Introduction & Epidemiology - Ear's Unwanted Guest
- Otitis Media (OM): Middle ear inflammation.
- AOM: Rapid onset; Middle Ear Effusion (MEE) + acute inflammation.
- OME: MEE; no acute inflammation signs.
- CSOM: Persistent discharge via perforated Tympanic Membrane (TM).
- Peak age: 6-18 months; high prevalence in India.
- Risk Factors: Daycare, pacifier use, formula feeding, passive smoking, craniofacial/immune issues, GERD.
⭐ Otitis media is the most common indication for antibiotic therapy in children.

Pathophysiology & Microbiology - Eustachian Tube Tango
- Eustachian Tube Dysfunction (ETD): Key factor. In children, ET is shorter, wider, & more horizontal → impaired drainage & ventilation.
- Viral URI: Common precursor, causing ET inflammation & obstruction.
- Key Pathogens: 📌 SHiM
- Streptococcus pneumoniae (most common)
- Haemophilus influenzae (non-typable)
- Moraxella catarrhalis
- Biofilms: Implicated in Otitis Media with Effusion (OME) & Chronic Suppurative Otitis Media (CSOM), contributing to persistence.

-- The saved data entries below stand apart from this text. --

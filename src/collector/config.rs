/**
 * ============================================================================
 * COLLECTOR CONFIGURATION MODULE
 * ============================================================================
 *
 * PURPOSE: Configuration schema, environment loading, and validation
 *
 * SOURCES (later wins):
 * 1. Built-in defaults
 * 2. Optional JSON file (load_config)
 * 3. Environment variables (from_env / from_env_with_base)
 *
 * ENVIRONMENT:
 * - TELEMETRY_ENABLED: true | false | auto (default auto)
 * - CREDENTIALS_PATH: explicit credential file
 * - WAREHOUSE_DEFAULT_CREDENTIALS: ambient default credential file
 * - BATCH_SIZE (50), FLUSH_INTERVAL_SECONDS (30), QUEUE_CAPACITY (1000)
 *
 * ============================================================================
 */

use serde::{Deserialize, Serialize};
use std::fmt;
use std::fs;
use std::path::{Path, PathBuf};
use std::time::Duration;

pub const ENV_ENABLED: &str = "TELEMETRY_ENABLED";
pub const ENV_CREDENTIALS_PATH: &str = "CREDENTIALS_PATH";
pub const ENV_DEFAULT_CREDENTIALS: &str = "WAREHOUSE_DEFAULT_CREDENTIALS";
pub const ENV_BATCH_SIZE: &str = "BATCH_SIZE";
pub const ENV_FLUSH_INTERVAL_SECONDS: &str = "FLUSH_INTERVAL_SECONDS";
pub const ENV_QUEUE_CAPACITY: &str = "QUEUE_CAPACITY";

/**
 * Master enable flag
 * Parsed once at startup; never re-read as a string afterwards
 */
#[derive(Debug, Clone, Copy, PartialEq, Eq, Serialize, Deserialize, Default)]
#[serde(rename_all = "lowercase")]
pub enum EnabledMode {
    /// Telemetry must work; missing credentials are a configuration error
    True,
    /// Explicit opt-out
    False,
    /// Use telemetry when credentials are available, otherwise degrade silently
    #[default]
    Auto,
}

impl EnabledMode {
    /**
     * Parse the flag value, case-insensitive
     * Returns None for unrecognized values
     */
    pub fn parse(value: &str) -> Option<Self> {
        match value.trim().to_ascii_lowercase().as_str() {
            "true" => Some(EnabledMode::True),
            "false" => Some(EnabledMode::False),
            "auto" => Some(EnabledMode::Auto),
            _ => None,
        }
    }
}

impl fmt::Display for EnabledMode {
    fn fmt(&self, f: &mut fmt::Formatter<'_>) -> fmt::Result {
        let s = match self {
            EnabledMode::True => "true",
            EnabledMode::False => "false",
            EnabledMode::Auto => "auto",
        };
        write!(f, "{}", s)
    }
}

/**
 * Complete telemetry configuration
 * All shipping behavior is controlled through these settings
 */
#[derive(Debug, Clone, Serialize, Deserialize, PartialEq)]
#[serde(default)]
pub struct TelemetryConfig {
    // Master enable flag
    pub enabled: EnabledMode,

    // Explicit credential file; must exist when set
    pub credentials_path: Option<PathBuf>,

    // Ambient default credential file (environment-provided)
    pub default_credentials_path: Option<PathBuf>,

    // Rows per table that force a flush
    pub batch_size: usize,

    // Maximum seconds a non-empty batch may wait before flushing
    pub flush_interval_seconds: u64,

    // Bounded queue capacity
    pub queue_capacity: usize,

    // Dispatcher wait per dequeue attempt (also the flush-check tick)
    pub dequeue_timeout_ms: u64,

    // How often the dropped-event rate is logged
    pub drop_report_interval_seconds: u64,

    // HTTP timeout for warehouse calls
    pub request_timeout_seconds: u64,

    // Verify the dataset when constructing the warehouse client
    pub verify_on_connect: bool,
}

impl Default for TelemetryConfig {
    fn default() -> Self {
        Self {
            enabled: EnabledMode::Auto,
            credentials_path: None,
            default_credentials_path: None,
            batch_size: 50,
            flush_interval_seconds: 30,
            queue_capacity: 1000,
            dequeue_timeout_ms: 1000,
            drop_report_interval_seconds: 60,
            request_timeout_seconds: 10,
            verify_on_connect: true,
        }
    }
}

impl TelemetryConfig {
    /**
     * Build configuration from the process environment
     */
    pub fn from_env() -> Self {
        Self::from_env_with_base(Self::default())
    }

    /**
     * Apply environment overrides on top of an existing configuration
     * Used after load_config so the environment wins over the file
     */
    pub fn from_env_with_base(base: Self) -> Self {
        Self::apply_lookup(base, |key| std::env::var(key).ok())
    }

    /**
     * Build configuration from an arbitrary key lookup
     * Unparseable values keep the default and log a warning
     */
    pub fn from_lookup<F>(lookup: F) -> Self
    where
        F: Fn(&str) -> Option<String>,
    {
        Self::apply_lookup(Self::default(), lookup)
    }

    fn apply_lookup<F>(mut config: Self, lookup: F) -> Self
    where
        F: Fn(&str) -> Option<String>,
    {
        if let Some(raw) = non_empty(lookup(ENV_ENABLED)) {
            match EnabledMode::parse(&raw) {
                Some(mode) => config.enabled = mode,
                None => log::warn!(
                    "Unrecognized {}={:?}, keeping {}",
                    ENV_ENABLED,
                    raw,
                    config.enabled
                ),
            }
        }

        if let Some(path) = non_empty(lookup(ENV_CREDENTIALS_PATH)) {
            config.credentials_path = Some(PathBuf::from(path));
        }

        if let Some(path) = non_empty(lookup(ENV_DEFAULT_CREDENTIALS)) {
            config.default_credentials_path = Some(PathBuf::from(path));
        }

        parse_into(&lookup, ENV_BATCH_SIZE, &mut config.batch_size);
        parse_into(&lookup, ENV_FLUSH_INTERVAL_SECONDS, &mut config.flush_interval_seconds);
        parse_into(&lookup, ENV_QUEUE_CAPACITY, &mut config.queue_capacity);

        config
    }

    /**
     * Validate configuration values
     * Returns Ok(()) if valid, Err(String) with validation message if invalid
     */
    pub fn validate(&self) -> Result<(), String> {
        if self.batch_size < 1 || self.batch_size > 10_000 {
            return Err("batch_size must be between 1 and 10000".to_string());
        }
        if self.queue_capacity < 1 || self.queue_capacity > 1_000_000 {
            return Err("queue_capacity must be between 1 and 1000000".to_string());
        }
        if self.flush_interval_seconds < 1 || self.flush_interval_seconds > 3600 {
            return Err("flush_interval_seconds must be between 1 and 3600".to_string());
        }
        if self.dequeue_timeout_ms < 10 || self.dequeue_timeout_ms > 60_000 {
            return Err("dequeue_timeout_ms must be between 10 and 60000".to_string());
        }
        if self.drop_report_interval_seconds < 1 || self.drop_report_interval_seconds > 86_400 {
            return Err("drop_report_interval_seconds must be between 1 and 86400".to_string());
        }
        if self.request_timeout_seconds < 1 || self.request_timeout_seconds > 600 {
            return Err("request_timeout_seconds must be between 1 and 600".to_string());
        }
        Ok(())
    }

    pub fn flush_interval(&self) -> Duration {
        Duration::from_secs(self.flush_interval_seconds)
    }

    pub fn dequeue_timeout(&self) -> Duration {
        Duration::from_millis(self.dequeue_timeout_ms)
    }

    pub fn drop_report_interval(&self) -> Duration {
        Duration::from_secs(self.drop_report_interval_seconds)
    }

    pub fn request_timeout(&self) -> Duration {
        Duration::from_secs(self.request_timeout_seconds)
    }
}

fn non_empty(value: Option<String>) -> Option<String> {
    value.filter(|v| !v.trim().is_empty())
}

fn parse_into<F, T>(lookup: &F, key: &str, target: &mut T)
where
    F: Fn(&str) -> Option<String>,
    T: std::str::FromStr + fmt::Display,
{
    let Some(raw) = non_empty(lookup(key)) else {
        return;
    };
    match raw.trim().parse::<T>() {
        Ok(value) => *target = value,
        Err(_) => log::warn!("Invalid {}={:?}, keeping {}", key, raw, target),
    }
}

/**
 * Load configuration from a JSON file
 * Returns default configuration if the file doesn't exist
 */
pub fn load_config(path: &Path) -> Result<TelemetryConfig, String> {
    if !path.exists() {
        log::info!("Telemetry config not found at {}, using defaults", path.display());
        return Ok(TelemetryConfig::default());
    }

    let json_str = fs::read_to_string(path)
        .map_err(|e| format!("Failed to read config file: {}", e))?;

    let config: TelemetryConfig = serde_json::from_str(&json_str)
        .map_err(|e| format!("Failed to parse config JSON: {}", e))?;

    config.validate()?;

    log::info!("Loaded telemetry config from {}", path.display());
    Ok(config)
}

⭐ Eustachian tube dysfunction is the primary predisposing factor in the pathogenesis of otitis media.
Clinical Features & Diagnosis - Decoding Ear Drama
| Feature | Acute Otitis Media (AOM) | Otitis Media with Effusion (OME) |
|---|---|---|
| Key Symptoms | Rapid onset otalgia, fever, irritability. | Often asymptomatic; hearing loss, speech/language delay, ear fullness. |
| TM Findings | Bulging, marked erythema, ↓ mobility. Otorrhea if TM perforates. | Dull, retracted, or neutral; air-fluid levels or bubbles ("glue ear"), ↓ mobility. |
| Pneumatic Otoscopy | Confirms ↓ TM mobility. | Essential to confirm ↓ TM mobility and presence of effusion. |
, OME (air-fluid levels, dull TM), CSOM (TM perforation with otorrhea))
⭐ Pneumatic otoscopy is crucial for assessing TM mobility, a key diagnostic feature for both AOM and OME.
Types, Complications & Sequelae - OM's Many Faces
- Types of Otitis Media:
- AOM (Acute Otitis Media): Rapid onset of inflammation.
- OME (Otitis Media with Effusion): Middle ear effusion (MEE) ≥3 months; no acute inflammation.
- CSOM (Chronic Suppurative Otitis Media): Discharge ≥6 weeks via tympanic membrane perforation.
- RAOM (Recurrent AOM): ≥3 episodes/6mo or ≥4 episodes/12mo.

- Complications:
- Intratemporal: Mastoiditis, petrositis, labyrinthitis, facial nerve palsy.
- Intracranial: Meningitis, brain abscess, lateral sinus thrombosis.
- Sequelae:
- Conductive hearing loss (common).
- Speech and language development delay.
- Cholesteatoma (especially with CSOM).
⭐ Mastoiditis is the most common suppurative complication of AOM.
Management & Prevention - Kicking OM Out
- AOM:
- Pain relief: Paracetamol/Ibuprofen.
- Amoxicillin 80-90 mg/kg/day if: <6mo; 6mo-2yr (certain/severe); >2yr (severe).
- Watchful waiting an option.
- OME:
- Observe 3 months; assess hearing.
- Myringotomy + grommet for persistent bilateral OME with hearing loss >40dB or TM changes.

- CSOM:
- Aural toilet; topical +/- systemic antibiotics (quinolones if TM intact).
- Surgical repair (tympanoplasty).
- Prevention:
- Vaccination (Pneumococcal, Influenza).
- Breastfeeding, avoid smoke, manage allergies.
⭐ High-dose amoxicillin (80-90 mg/kg/day) is first-line for AOM in children not recently treated with beta-lactams.
High‑Yield Points - ⚡ Biggest Takeaways
- Most common pathogens for Acute Otitis Media (AOM) are Streptococcus pneumoniae, non-typable Haemophilus influenzae, and Moraxella catarrhalis.
- Peak age incidence for AOM is 6 to 18 months, often linked to Eustachian tube dysfunction.
- Bulging tympanic membrane with decreased mobility on pneumatic otoscopy is a key diagnostic sign of AOM.
- First-line antibiotic for AOM is high-dose Amoxicillin (80‑90 mg/kg/day).
- Recurrent AOM is defined as ≥3 episodes in 6 months or ≥4 episodes in 12 months.
- The most common complication of otitis media is conductive hearing loss; mastoiditis is the most common intracranial complication.
- Otitis Media with Effusion (OME) persisting for >3 months with hearing loss may require myringotomy with grommet insertion.